Barron Rector, Texas AgriLife Extension range specialist, says that after this year’s drought, wildfires and tons of imported hay, there may be a lot more weeds for landowners to deal with. Some could be invasive species or even toxic.
"The soundest way to control weeds is to prevent the invasion, which means we must understand the biology, limit the movement, understand the human behavior and actions that can cause the spread, and understand the pathways for its introduction," he says.
Some plants may be desirable in one location but a weed in another. "Our major problem with land management today is our inability to recognize an invasive plant species and deal with it accordingly," Rector says. "This sets up a potential problem because interstate commerce of hay is not regulated. There’s no one at the state line to inspect hay for foreign and invasive plants. Many landowners and livestock producers could be setting themselves up for weeds they’ve never seen and introduce potentially invasive plants."

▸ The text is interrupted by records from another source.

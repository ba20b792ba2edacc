//! Linear framebuffer: fills, glyph text, and the software mouse cursor.
//!
//! Boot hands over the Multiboot2 framebuffer (type 1, 24/32 bpp) after
//! mapping it; everything here draws through that one description. The
//! mouse cursor saves the pixels it covers so the compositor can disable
//! it around redraws without trails.

use orion_abi::syscall::FbInfo;
use orion_lib::IrqMutex;
use orion_lib::services::{FRAMEBUFFER, FramebufferServices};

use orion_drivers::ps2::mouse::{self, MouseRenderHooks};

use crate::font::{GLYPH_H, GLYPH_W, glyph};

#[derive(Clone, Copy)]
pub struct Framebuffer {
    pub addr: u32,
    pub width: u32,
    pub height: u32,
    pub pitch: u32,
    pub bpp: u32,
}

impl Framebuffer {
    fn bytes_per_pixel(&self) -> u32 {
        self.bpp / 8
    }
}

static FB: spin::Once<Framebuffer> = spin::Once::new();

/// Adopt the boot framebuffer. Called once by the boot crate after the
/// range is mapped.
pub fn set_framebuffer(addr: u64, width: u32, height: u32, pitch: u32, bpp: u32) -> bool {
    if addr == 0 || addr > u32::MAX as u64 || (bpp != 24 && bpp != 32) {
        return false;
    }
    FB.call_once(|| Framebuffer {
        addr: addr as u32,
        width,
        height,
        pitch,
        bpp,
    });
    mouse::set_bounds(
        (width as usize / GLYPH_W) as i32,
        (height as usize / GLYPH_H) as i32,
    );
    true
}

pub fn framebuffer() -> Option<Framebuffer> {
    FB.get().copied()
}

pub fn is_active() -> bool {
    FB.get().is_some()
}

#[inline]
fn put_pixel(fb: &Framebuffer, x: i32, y: i32, color: u32) {
    if x < 0 || y < 0 || x as u32 >= fb.width || y as u32 >= fb.height {
        return;
    }
    let off = fb.addr + y as u32 * fb.pitch + x as u32 * fb.bytes_per_pixel();
    // SAFETY: bounds checked against the mapped framebuffer geometry.
    unsafe {
        if fb.bpp == 32 {
            core::ptr::write_volatile(off as *mut u32, color);
        } else {
            let p = off as *mut u8;
            core::ptr::write_volatile(p, (color & 0xFF) as u8);
            core::ptr::write_volatile(p.add(1), ((color >> 8) & 0xFF) as u8);
            core::ptr::write_volatile(p.add(2), ((color >> 16) & 0xFF) as u8);
        }
    }
}

#[inline]
fn get_pixel(fb: &Framebuffer, x: i32, y: i32) -> u32 {
    if x < 0 || y < 0 || x as u32 >= fb.width || y as u32 >= fb.height {
        return 0;
    }
    let off = fb.addr + y as u32 * fb.pitch + x as u32 * fb.bytes_per_pixel();
    // SAFETY: bounds checked above.
    unsafe {
        if fb.bpp == 32 {
            core::ptr::read_volatile(off as *const u32)
        } else {
            let p = off as *const u8;
            (core::ptr::read_volatile(p) as u32)
                | ((core::ptr::read_volatile(p.add(1)) as u32) << 8)
                | ((core::ptr::read_volatile(p.add(2)) as u32) << 16)
        }
    }
}

pub fn fill_rect(x: i32, y: i32, w: i32, h: i32, color: u32) {
    let Some(fb) = framebuffer() else {
        return;
    };
    if w <= 0 || h <= 0 {
        return;
    }
    for py in y..y + h {
        for px in x..x + w {
            put_pixel(&fb, px, py, color);
        }
    }
}

pub fn draw_char(x: i32, y: i32, ch: u8, fg: u32, bg: u32, transparent: bool) {
    let Some(fb) = framebuffer() else {
        return;
    };
    let bitmap = glyph(ch);
    for (row, bits) in bitmap.iter().enumerate() {
        for col in 0..GLYPH_W {
            let lit = bits & (0x80 >> col) != 0;
            if lit {
                put_pixel(&fb, x + col as i32, y + row as i32, fg);
            } else if !transparent {
                put_pixel(&fb, x + col as i32, y + row as i32, bg);
            }
        }
    }
}

pub fn draw_text(x: i32, y: i32, text: &[u8], fg: u32, bg: u32, transparent: bool) {
    let mut cx = x;
    for &ch in text {
        draw_char(cx, y, ch, fg, bg, transparent);
        cx += GLYPH_W as i32;
    }
}

/// Scroll the whole framebuffer up by `lines` pixel rows, clearing the
/// exposed band. Used by the framebuffer console backend.
pub fn scroll_up(lines: u32, clear_color: u32) {
    let Some(fb) = framebuffer() else {
        return;
    };
    if lines == 0 || lines >= fb.height {
        return;
    }
    let row_bytes = fb.pitch as usize;
    let move_rows = (fb.height - lines) as usize;
    // SAFETY: source and destination stay inside the mapped framebuffer.
    unsafe {
        core::ptr::copy(
            (fb.addr as usize + lines as usize * row_bytes) as *const u8,
            fb.addr as usize as *mut u8,
            move_rows * row_bytes,
        );
    }
    fill_rect(
        0,
        move_rows as i32,
        fb.width as i32,
        lines as i32,
        clear_color,
    );
}

pub fn info() -> Option<FbInfo> {
    let fb = framebuffer()?;
    Some(FbInfo {
        width: fb.width,
        height: fb.height,
        pitch: fb.pitch,
        bpp: fb.bpp,
        bytes_per_pixel: fb.bytes_per_pixel(),
        font_w: GLYPH_W as u32,
        font_h: GLYPH_H as u32,
    })
}

// ---------------------------------------------------------------------------
// Software mouse cursor
// ---------------------------------------------------------------------------

const CURSOR_W: usize = GLYPH_W;
const CURSOR_H: usize = GLYPH_H;

struct CursorState {
    saved: [u32; CURSOR_W * CURSOR_H],
    px: i32,
    py: i32,
    drawn: bool,
}

static CURSOR: IrqMutex<CursorState> = IrqMutex::new(CursorState {
    saved: [0; CURSOR_W * CURSOR_H],
    px: 0,
    py: 0,
    drawn: false,
});

fn cursor_restore(fb: &Framebuffer, state: &mut CursorState) {
    if !state.drawn {
        return;
    }
    for row in 0..CURSOR_H {
        for col in 0..CURSOR_W {
            put_pixel(
                fb,
                state.px + col as i32,
                state.py + row as i32,
                state.saved[row * CURSOR_W + col],
            );
        }
    }
    state.drawn = false;
}

fn cursor_draw(fb: &Framebuffer, state: &mut CursorState, px: i32, py: i32) {
    for row in 0..CURSOR_H {
        for col in 0..CURSOR_W {
            state.saved[row * CURSOR_W + col] = get_pixel(fb, px + col as i32, py + row as i32);
        }
    }
    // A solid block with an outline reads fine at cell resolution.
    for row in 0..CURSOR_H {
        for col in 0..CURSOR_W {
            let edge = row == 0 || row == CURSOR_H - 1 || col == 0 || col == CURSOR_W - 1;
            let color = if edge { 0x0000_0000 } else { 0x00FF_FFFF };
            put_pixel(fb, px + col as i32, py + row as i32, color);
        }
    }
    state.px = px;
    state.py = py;
    state.drawn = true;
}

fn mouse_update(cell_x: i32, cell_y: i32, visible: bool) {
    let Some(fb) = framebuffer() else {
        return;
    };
    let mut state = CURSOR.lock();
    cursor_restore(&fb, &mut state);
    if visible {
        cursor_draw(
            &fb,
            &mut state,
            cell_x * GLYPH_W as i32,
            cell_y * GLYPH_H as i32,
        );
    }
}

static MOUSE_HOOKS: MouseRenderHooks = MouseRenderHooks {
    update: mouse_update,
};

static FB_SERVICES: FramebufferServices = FramebufferServices {
    info,
    fill_rect,
    draw_text,
};

pub fn register_services() {
    FRAMEBUFFER.register(&FB_SERVICES);
    mouse::register_renderer(&MOUSE_HOOKS);
}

Be ready. Rector says there are several things a landowner can do to prevent problems. "The first is to be aware of what invasive plants occur in the area you bought the hay," he says. "Know what they look like."
Each state has an invasive plant website or can be found on USDA’s Invasive and Noxious Weeds list at http://plants.usda.gov/java/noxiousDriver.
Then start scouting in March. "If it is a warm-season annual, it will be germinating then," Rector says. In general, annual weeds are treated with chemicals when they are 3" to 6" tall. It is important to know what the plant looks like in the seedling, rosette and early vegetative stages
because that is when the chemicals and management practices are the cheapest.
"By the time most weeds are flowering and setting seed, it is too late to use a chemical to control most annual plants," Rector says.
"Try to limit the areas where you feed hay and not spread it all over your ranch. And then continually go back and look at where you fed hay in future years," he says. "With continued drought, those seeds may sit in the soil for several years before they emerge."